Exceptions in constructors

T

tryptik

All-

I have heard differing points of view on whether or not constructors
should throw. I am working on a library, and I need to know if it is
bad form for a consturctor to throw.

Thanks
-J
 
K

Kai-Uwe Bux

All-

I have heard differing points of view on whether or not constructors
should throw. I am working on a library, and I need to know if it is
bad form for a consturctor to throw.

Throwing from a constructor is fine. The alternative is to have the
constructor leave the object in an inconsistent state, which is rarely the
better way to go about the problem.


Best

Kai-Uwe Bux
 
D

Daniel T.

I have heard differing points of view on whether or not constructors
should throw. I am working on a library, and I need to know if it is
bad form for a consturctor to throw.

Destructors should never throw. Constructors should throw if they cannot
put the object into a valid state.
 
P

Phlip

Daniel said:
Destructors should never throw. Constructors should throw if they cannot
put the object into a valid state.

And all objects should be ready for unit tests. Unit tests often require
objects in a minimally constructed state, without all their baggage. So a
constructor should not sub-construct everything it could possibly use,
because a unit test will just throw it all away.

This isn't just an optimization issue - lean constructors are a sign of
clean designs, and of "construction encapsulation".

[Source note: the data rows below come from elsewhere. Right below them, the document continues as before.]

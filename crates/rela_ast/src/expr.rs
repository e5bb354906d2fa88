use crate::ids::{FunId, SigId};
use crate::ops::{BinaryOp, Constant, QuantOp, UnaryOp};
use crate::pos::Pos;
use rela_types::Type;

static UNTYPED: Type = Type::empty();

/// An expression node with its typing state
#[derive(Debug, Clone, PartialEq)]
pub struct Expr {
    pub pos: Pos,
    pub kind: ExprKind,
    pub typing: Typing,
}

/// What the typechecker knows about a node so far
#[derive(Debug, Clone, PartialEq)]
pub enum Typing {
    /// Fresh from the parser
    Untyped,
    /// Widest possible type, computed bottom-up
    Bounding(Type),
    /// A name or call with several candidate interpretations. Each choice
    /// is already fully resolved; the top-down pass picks one.
    Unresolved { ty: Type, choices: Vec<Expr> },
    /// Final, unambiguous type
    Resolved(Type),
}

#[derive(Debug, Clone, PartialEq)]
pub enum ExprKind {
    Constant(Constant),
    /// A name, with its target once resolved
    Name { name: String, target: Option<NameTarget> },
    Unary { op: UnaryOp, sub: Box<Expr> },
    Binary { op: BinaryOp, left: Box<Expr>, right: Box<Expr> },
    /// `left.right`
    Join { left: Box<Expr>, right: Box<Expr> },
    Ite { cond: Box<Expr>, then: Box<Expr>, els: Box<Expr> },
    Let { name: String, value: Box<Expr>, body: Box<Expr> },
    Quant { op: QuantOp, decls: Vec<VarDecl>, body: Box<Expr> },
    /// Conjunction of formulas
    Sequence(Vec<Expr>),
    /// Call of a function or predicate; only produced by the typechecker
    Call { fun: FunId, args: Vec<Expr> },
}

/// What a resolved name refers to
#[derive(Debug, Clone, Copy, PartialEq, Eq, Hash)]
pub enum NameTarget {
    /// A parameter, let-binding or quantified variable
    Local,
    Sig(SigId),
    Field { sig: SigId, index: usize },
}

/// `a, b: bound` in a quantifier, parameter list or signature body
#[derive(Debug, Clone, PartialEq)]
pub struct VarDecl {
    pub pos: Pos,
    pub names: Vec<String>,
    pub value: Expr,
}

impl VarDecl {
    pub fn new(pos: Pos, names: &[&str], value: Expr) -> Self {
        Self {
            pos,
            names: names.iter().map(|n| n.to_string()).collect(),
            value,
        }
    }

    /// Same names, new bound
    pub fn with_value(&self, value: Expr) -> Self {
        Self {
            pos: self.pos.clone(),
            names: self.names.clone(),
            value,
        }
    }
}

impl Typing {
    pub fn ty(&self) -> Option<&Type> {
        match self {
            Typing::Untyped => None,
            Typing::Bounding(ty) | Typing::Resolved(ty) => Some(ty),
            Typing::Unresolved { ty, .. } => Some(ty),
        }
    }
}

impl Expr {
    pub fn new(pos: Pos, kind: ExprKind) -> Self {
        Self {
            pos,
            kind,
            typing: Typing::Untyped,
        }
    }

    pub fn with_typing(mut self, typing: Typing) -> Self {
        self.typing = typing;
        self
    }

    /// Mark as fully typed
    pub fn resolved(self, ty: Type) -> Self {
        self.with_typing(Typing::Resolved(ty))
    }

    /// The current type, or the empty type for untyped nodes
    pub fn ty(&self) -> &Type {
        self.typing.ty().unwrap_or(&UNTYPED)
    }

    pub fn is_resolved(&self) -> bool {
        matches!(self.typing, Typing::Resolved(_))
    }

    pub fn name(pos: Pos, name: impl Into<String>) -> Self {
        Self::new(pos, ExprKind::Name { name: name.into(), target: None })
    }

    pub fn number(pos: Pos, n: i64) -> Self {
        Self::new(pos, ExprKind::Constant(Constant::Number(n)))
    }

    pub fn constant(pos: Pos, c: Constant) -> Self {
        Self::new(pos, ExprKind::Constant(c))
    }

    pub fn unary(pos: Pos, op: UnaryOp, sub: Expr) -> Self {
        Self::new(pos, ExprKind::Unary { op, sub: Box::new(sub) })
    }

    pub fn binary(op: BinaryOp, left: Expr, right: Expr) -> Self {
        let pos = left.pos.merge(&right.pos);
        Self::new(
            pos,
            ExprKind::Binary {
                op,
                left: Box::new(left),
                right: Box::new(right),
            },
        )
    }

    pub fn join(left: Expr, right: Expr) -> Self {
        let pos = left.pos.merge(&right.pos);
        Self::new(
            pos,
            ExprKind::Join {
                left: Box::new(left),
                right: Box::new(right),
            },
        )
    }

    /// `f[a, b, ...]`, which is sugar for `... b.(a.f)`
    pub fn apply(pos: Pos, fun: Expr, args: Vec<Expr>) -> Self {
        args.into_iter().fold(fun, |acc, arg| {
            let mut joined = Expr::join(arg, acc);
            joined.pos = pos.clone();
            joined
        })
    }

    pub fn ite(pos: Pos, cond: Expr, then: Expr, els: Expr) -> Self {
        Self::new(
            pos,
            ExprKind::Ite {
                cond: Box::new(cond),
                then: Box::new(then),
                els: Box::new(els),
            },
        )
    }

    pub fn let_in(pos: Pos, name: impl Into<String>, value: Expr, body: Expr) -> Self {
        Self::new(
            pos,
            ExprKind::Let {
                name: name.into(),
                value: Box::new(value),
                body: Box::new(body),
            },
        )
    }

    pub fn quant(pos: Pos, op: QuantOp, decls: Vec<VarDecl>, body: Expr) -> Self {
        Self::new(pos, ExprKind::Quant { op, decls, body: Box::new(body) })
    }

    pub fn sequence(pos: Pos, list: Vec<Expr>) -> Self {
        Self::new(pos, ExprKind::Sequence(list))
    }

    /// Direct subexpressions, in source order
    pub fn children(&self) -> Vec<&Expr> {
        match &self.kind {
            ExprKind::Constant(_) | ExprKind::Name { .. } => Vec::new(),
            ExprKind::Unary { sub, .. } => vec![&**sub],
            ExprKind::Binary { left, right, .. } | ExprKind::Join { left, right } => {
                vec![&**left, &**right]
            }
            ExprKind::Ite { cond, then, els } => vec![&**cond, &**then, &**els],
            ExprKind::Let { value, body, .. } => vec![&**value, &**body],
            ExprKind::Quant { decls, body, .. } => {
                decls.iter().map(|d| &d.value).chain(std::iter::once(&**body)).collect()
            }
            ExprKind::Sequence(list) => list.iter().collect(),
            ExprKind::Call { args, .. } => args.iter().collect(),
        }
    }

    /// True if this node or any node below it satisfies `pred`.
    /// Stops at the first match.
    pub fn any(&self, pred: &mut impl FnMut(&Expr) -> bool) -> bool {
        if pred(self) {
            return true;
        }
        self.children().into_iter().any(|child| child.any(pred))
    }

    /// True once this node and every node below it carry a final type
    pub fn is_fully_resolved(&self) -> bool {
        !self.any(&mut |e| !e.is_resolved())
    }
}

#[cfg(test)]
mod tests {
    use super::*;
    use crate::ops::{ArrowMult, BinaryOp};

    fn at(start: usize, end: usize) -> Pos {
        Pos::new("m.als", start, end)
    }

    #[test]
    fn test_apply_builds_join_chain() {
        let call = Expr::apply(
            at(0, 7),
            Expr::name(at(0, 1), "f"),
            vec![Expr::name(at(2, 3), "a"), Expr::name(at(5, 6), "b")],
        );
        let ExprKind::Join { left, right } = &call.kind else {
            panic!("expected join");
        };
        assert!(matches!(&left.kind, ExprKind::Name { name, .. } if name == "b"));
        let ExprKind::Join { left, right } = &right.kind else {
            panic!("expected nested join");
        };
        assert!(matches!(&left.kind, ExprKind::Name { name, .. } if name == "a"));
        assert!(matches!(&right.kind, ExprKind::Name { name, .. } if name == "f"));
    }

    #[test]
    fn test_binary_spans_operands() {
        let e = Expr::binary(
            BinaryOp::Arrow(ArrowMult::One, ArrowMult::One),
            Expr::name(at(4, 5), "B"),
            Expr::name(at(13, 14), "B"),
        );
        assert_eq!(e.pos, at(4, 14));
    }

    #[test]
    fn test_any_short_circuits() {
        let e = Expr::binary(
            BinaryOp::And,
            Expr::name(at(0, 1), "p"),
            Expr::unary(at(2, 4), UnaryOp::Not, Expr::name(at(3, 4), "q")),
        );
        let mut seen = 0;
        let found = e.any(&mut |node| {
            seen += 1;
            matches!(&node.kind, ExprKind::Name { name, .. } if name == "p")
        });
        assert!(found);
        assert_eq!(seen, 2);
        assert!(!e.is_fully_resolved());
    }

    #[test]
    fn test_untyped_node_has_empty_type() {
        let e = Expr::name(at(0, 1), "x");
        assert_eq!(e.ty(), &Type::empty());
        let typed = e.resolved(Type::formula());
        assert!(typed.is_fully_resolved());
        assert!(typed.ty().is_bool());
    }
}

So the best constructors, following this guideline, are those that do the
minimum to prevent their next expected method, or their constructor, to not
crash. Set your pointers to NULL and return. No hard logic, so no
exceptions.

This guideline has plenty of harmless contradictions; they represent
applying more theory to this basic theory.
 
M

mlimber

Kai-Uwe Bux said:
Throwing from a constructor is fine. The alternative is to have the
constructor leave the object in an inconsistent state, which is rarely the
better way to go about the problem.

Right, as usual. To back you up, here's a quote from _C++ Coding
Standards_ by Sutter and Alexandrescu, Item 72:

"Exception handling is better than the alternatives for reporting
errors from constructors and operators: The copy constructors and the
operators have predefined signatures that leave no room for return
codes. In particular, constructors have no return type at all (not even
void), and and for example every operator+ must take exactly two
parameters and return one object (of a prescribed type; see Item 26).
For operators, using error codes is at least possible if not desirable;
it would require errno-like approaches, or inferior solutions like
packaging status with an object. For constructors, using error codes is
not feasible because the C++ language tightly binds together
constructor exceptions and constructor failurs so that the two have to
be synonymous; if instead we used an errno-like approach such as

SomeType anObject; //Construct an object
// Test whether construction worked
if( SomeType::ConstructionWasOk() ) {
// ...

then not only is the result ugly and error-prone, but it leads to
misbegotten objects that don't really satisfy their type's
invariants--never mind the race conditions inherent in calls to
SomeType::ConstructionWasOk in multithreaded applications. (See
[Stroustrup00] §E.3.5.)"

BTW, that section in Stroustrup can be found here for free:

http://www.research.att.com/~bs/3rd_safe.pdf

See also this GotW:

http://www.gotw.ca/gotw/066.htm

Cheers! --M
 
D

Daniel T.

Phlip said:
And all objects should be ready for unit tests. Unit tests often
require objects in a minimally constructed state, without all their
baggage. So a constructor should not sub-construct everything it
could possibly use, because a unit test will just throw it all away.

This isn't just an optimization issue - lean constructors are a sign
of clean designs, and of "construction encapsulation".

So the best constructors, following this guideline, are those that
do the minimum to prevent their next expected method, or their
constructor, to not crash. Set your pointers to NULL and return. No
hard logic, so no exceptions.

Agreed except that IMHO, "their next expected method" should actually
read "any of their methods".

I'm not a big fan of empty shell objects that need reams of
initialization calls before they can be used for their purpose.